[Exercise]:
Find all lines in the listing that include the word "classify", then copy them.

——

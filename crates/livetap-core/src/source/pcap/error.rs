use thiserror::Error;

#[derive(Debug, Error)]
pub enum PcapSourceError {
    #[error("I/O error: {0}")]
    Io(#[from] std::io::Error),
    #[error("PCAP parse error ({context}): {message}")]
    Pcap {
        context: &'static str,
        message: String,
    },
    #[error("stream ended inside header: need {needed} bytes, got {actual}")]
    Truncated { needed: usize, actual: usize },
}
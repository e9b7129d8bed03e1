use std::collections::BTreeMap;

use serde::{Deserialize, Serialize};

use crate::driver::{SniffOutcome, StopReason};
use crate::packet::Packet;
use crate::params::capture_parameters;
use crate::session::CaptureSession;
use crate::summary::{PacketSummary, ts_to_rfc3339};

/// Current report schema version.
pub const REPORT_VERSION: u32 = 1;
/// Default timestamp used when no capture time is available.
pub const DEFAULT_GENERATED_AT: &str = "1970-01-01T00:00:00Z";

/// Capture report with deterministic ordering.
///
/// `generated_at` is derived from the captured packets, not from the wall
/// clock, so identical captures produce identical reports.
#[derive(Debug, Clone, Serialize, Deserialize)]
pub struct Report {
    /// Report schema version (not the binary version).
    pub report_version: u32,
    /// Tool identification metadata.
    pub tool: ToolInfo,
    /// RFC3339 timestamp of the last captured packet.
    pub generated_at: String,
    /// How the capture was configured.
    pub capture: CaptureInfo,
    /// Why the capture stopped, when it was a blocking run.
    #[serde(skip_serializing_if = "Option::is_none")]
    pub stop: Option<StopReason>,
    pub capture_summary: CaptureSummary,
    /// Per-protocol counters sorted by protocol name.
    pub protocols: Vec<ProtocolSummary>,
    /// Packet summaries in capture order.
    pub packets: Vec<PacketSummary>,
}

/// Tool metadata embedded in reports.
///
/// # Examples
/// ```
/// use livetap_core::ToolInfo;
///
/// let tool = ToolInfo::current();
/// assert_eq!(tool.name, "livetap");
/// ```
#[derive(Debug, Clone, Serialize, Deserialize)]
pub struct ToolInfo {
    pub name: String,
    pub version: String,
}

impl ToolInfo {
    pub fn current() -> Self {
        Self {
            name: "livetap".to_string(),
            version: env!("CARGO_PKG_VERSION").to_string(),
        }
    }
}

/// Capture configuration embedded in reports.
#[derive(Debug, Clone, Serialize, Deserialize)]
pub struct CaptureInfo {
    pub interfaces: Vec<String>,
    #[serde(skip_serializing_if = "Option::is_none")]
    pub bpf_filter: Option<String>,
    pub only_summaries: bool,
    #[serde(skip_serializing_if = "Option::is_none")]
    pub packet_count: Option<usize>,
    /// Parameters the capture process was started with.
    pub parameters: Vec<String>,
}

/// Basic capture summary (timestamps may be absent).
///
/// # Examples
/// ```
/// use livetap_core::CaptureSummary;
///
/// let summary = CaptureSummary {
///     packets_total: 10,
///     bytes_total: 600,
///     time_start: None,
///     time_end: None,
/// };
/// assert_eq!(summary.packets_total, 10);
/// ```
#[derive(Debug, Clone, Serialize, Deserialize)]
pub struct CaptureSummary {
    pub packets_total: u64,
    /// Sum of on-the-wire lengths.
    pub bytes_total: u64,
    /// RFC3339 timestamp of the first packet (if known).
    #[serde(skip_serializing_if = "Option::is_none")]
    pub time_start: Option<String>,
    /// RFC3339 timestamp of the last packet (if known).
    #[serde(skip_serializing_if = "Option::is_none")]
    pub time_end: Option<String>,
}

#[derive(Debug, Clone, PartialEq, Eq, Serialize, Deserialize)]
pub struct ProtocolSummary {
    pub protocol: String,
    pub packets: u64,
    pub bytes: u64,
}

/// Build a report over the packets currently held by `session`.
pub fn build_report(
    session: &CaptureSession,
    packet_count: Option<usize>,
    outcome: Option<SniffOutcome>,
) -> Report {
    let config = session.config();
    let mut report = Report::from_packets(session.packets(), outcome.map(|o| o.reason));
    report.capture = CaptureInfo {
        interfaces: config.interfaces.clone(),
        bpf_filter: config.bpf_filter.clone(),
        only_summaries: config.only_summaries,
        packet_count,
        parameters: capture_parameters(config, packet_count),
    };
    report
}

impl Report {
    /// Report over `packets` with empty capture metadata.
    ///
    /// # Examples
    /// ```
    /// use livetap_core::{REPORT_VERSION, Report};
    ///
    /// let report = Report::from_packets(&[], None);
    /// assert_eq!(report.report_version, REPORT_VERSION);
    /// assert!(report.packets.is_empty());
    /// ```
    pub fn from_packets(packets: &[Packet], stop: Option<StopReason>) -> Self {
        let summaries: Vec<PacketSummary> = packets.iter().map(Packet::summary).collect();

        let mut protocols: BTreeMap<String, (u64, u64)> = BTreeMap::new();
        for summary in &summaries {
            let entry = protocols.entry(summary.protocol.clone()).or_default();
            entry.0 += 1;
            entry.1 += u64::from(summary.length);
        }

        let first_ts = packets.iter().find_map(|packet| packet.ts);
        let last_ts = packets.iter().rev().find_map(|packet| packet.ts);
        let capture_summary = CaptureSummary {
            packets_total: summaries.len() as u64,
            bytes_total: summaries.iter().map(|s| u64::from(s.length)).sum(),
            time_start: ts_to_rfc3339(first_ts),
            time_end: ts_to_rfc3339(last_ts),
        };
        let generated_at = capture_summary
            .time_end
            .clone()
            .or_else(|| capture_summary.time_start.clone())
            .unwrap_or_else(|| DEFAULT_GENERATED_AT.to_string());

        Self {
            report_version: REPORT_VERSION,
            tool: ToolInfo::current(),
            generated_at,
            capture: CaptureInfo {
                interfaces: Vec::new(),
                bpf_filter: None,
                only_summaries: false,
                packet_count: None,
                parameters: Vec::new(),
            },
            stop,
            capture_summary,
            protocols: protocols
                .into_iter()
                .map(|(protocol, (packets, bytes))| ProtocolSummary {
                    protocol,
                    packets,
                    bytes,
                })
                .collect(),
            packets: summaries,
        }
    }
}
use std::net::IpAddr;

use etherparse::{LinkSlice, NetSlice, SlicedPacket, TransportSlice};
use pcap_parser::Linktype;
use serde::{Deserialize, Serialize};
use time::{OffsetDateTime, format_description::well_known::Rfc3339};

const ETHERTYPE_ARP: u16 = 0x0806;

/// One-line description of a captured packet.
///
/// # Examples
/// ```
/// use livetap_core::PacketSummary;
///
/// let summary = PacketSummary {
///     time: None,
///     interface_id: 0,
///     protocol: "udp".to_string(),
///     src: Some("10.0.0.1:53".to_string()),
///     dst: Some("10.0.0.2:5353".to_string()),
///     length: 60,
/// };
/// assert_eq!(summary.protocol, "udp");
/// ```
#[derive(Debug, Clone, PartialEq, Serialize, Deserialize)]
pub struct PacketSummary {
    /// RFC3339 capture time, when the capture format carries one.
    #[serde(skip_serializing_if = "Option::is_none")]
    pub time: Option<String>,
    /// Index of the capturing interface in parameter order.
    pub interface_id: u32,
    /// Highest recognised protocol (`tcp`, `udp`, `icmp`, `icmpv6`, `ipv4`,
    /// `ipv6`, `arp` or `other`).
    pub protocol: String,
    /// Source endpoint (`ip` or `ip:port`).
    #[serde(skip_serializing_if = "Option::is_none")]
    pub src: Option<String>,
    /// Destination endpoint (`ip` or `ip:port`).
    #[serde(skip_serializing_if = "Option::is_none")]
    pub dst: Option<String>,
    /// Original length on the wire in bytes.
    pub length: u32,
}

pub(crate) fn summarize(
    ts: Option<f64>,
    linktype: Linktype,
    interface_id: u32,
    wire_len: u32,
    data: &[u8],
) -> PacketSummary {
    let (protocol, src, dst) = classify(linktype, data);
    PacketSummary {
        time: ts_to_rfc3339(ts),
        interface_id,
        protocol: protocol.to_string(),
        src,
        dst,
        length: wire_len,
    }
}

// Exhaustive on the etherparse version in use; the fallbacks cover variants
// added later.
#[allow(unreachable_patterns)]
fn classify(linktype: Linktype, data: &[u8]) -> (&'static str, Option<String>, Option<String>) {
    let sliced = match linktype {
        Linktype::ETHERNET => SlicedPacket::from_ethernet(data).ok(),
        Linktype::RAW | Linktype::IPV4 | Linktype::IPV6 => SlicedPacket::from_ip(data).ok(),
        _ => None,
    };
    let Some(sliced) = sliced else {
        return ("other", None, None);
    };

    let (src_ip, dst_ip, net_proto) = match &sliced.net {
        Some(NetSlice::Ipv4(ipv4)) => (
            IpAddr::V4(ipv4.header().source_addr()),
            IpAddr::V4(ipv4.header().destination_addr()),
            "ipv4",
        ),
        Some(NetSlice::Ipv6(ipv6)) => (
            IpAddr::V6(ipv6.header().source_addr()),
            IpAddr::V6(ipv6.header().destination_addr()),
            "ipv6",
        ),
        _ => return (link_protocol(&sliced), None, None),
    };

    let (proto, ports) = match &sliced.transport {
        Some(TransportSlice::Tcp(tcp)) => ("tcp", Some((tcp.source_port(), tcp.destination_port()))),
        Some(TransportSlice::Udp(udp)) => ("udp", Some((udp.source_port(), udp.destination_port()))),
        Some(TransportSlice::Icmpv4(_)) => ("icmp", None),
        Some(TransportSlice::Icmpv6(_)) => ("icmpv6", None),
        _ => (net_proto, None),
    };

    let (src, dst) = match ports {
        Some((src_port, dst_port)) => (
            format_endpoint(src_ip, src_port),
            format_endpoint(dst_ip, dst_port),
        ),
        None => (src_ip.to_string(), dst_ip.to_string()),
    };
    (proto, Some(src), Some(dst))
}

fn link_protocol(sliced: &SlicedPacket<'_>) -> &'static str {
    match &sliced.link {
        Some(LinkSlice::Ethernet2(eth)) if eth.ether_type().0 == ETHERTYPE_ARP => "arp",
        _ => "other",
    }
}

fn format_endpoint(ip: IpAddr, port: u16) -> String {
    match ip {
        IpAddr::V4(addr) => format!("{}:{}", addr, port),
        IpAddr::V6(addr) => format!("[{}]:{}", addr, port),
    }
}

pub(crate) fn ts_to_rfc3339(ts: Option<f64>) -> Option<String> {
    let ts = ts?;
    let nanos = (ts * 1_000_000_000.0) as i128;
    OffsetDateTime::from_unix_timestamp_nanos(nanos)
        .ok()
        .and_then(|dt| dt.format(&Rfc3339).ok())
}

——

[Exercise result]:
    let (protocol, src, dst) = classify(linktype, data);
fn classify(linktype: Linktype, data: &[u8]) -> (&'static str, Option<String>, Option<String>) {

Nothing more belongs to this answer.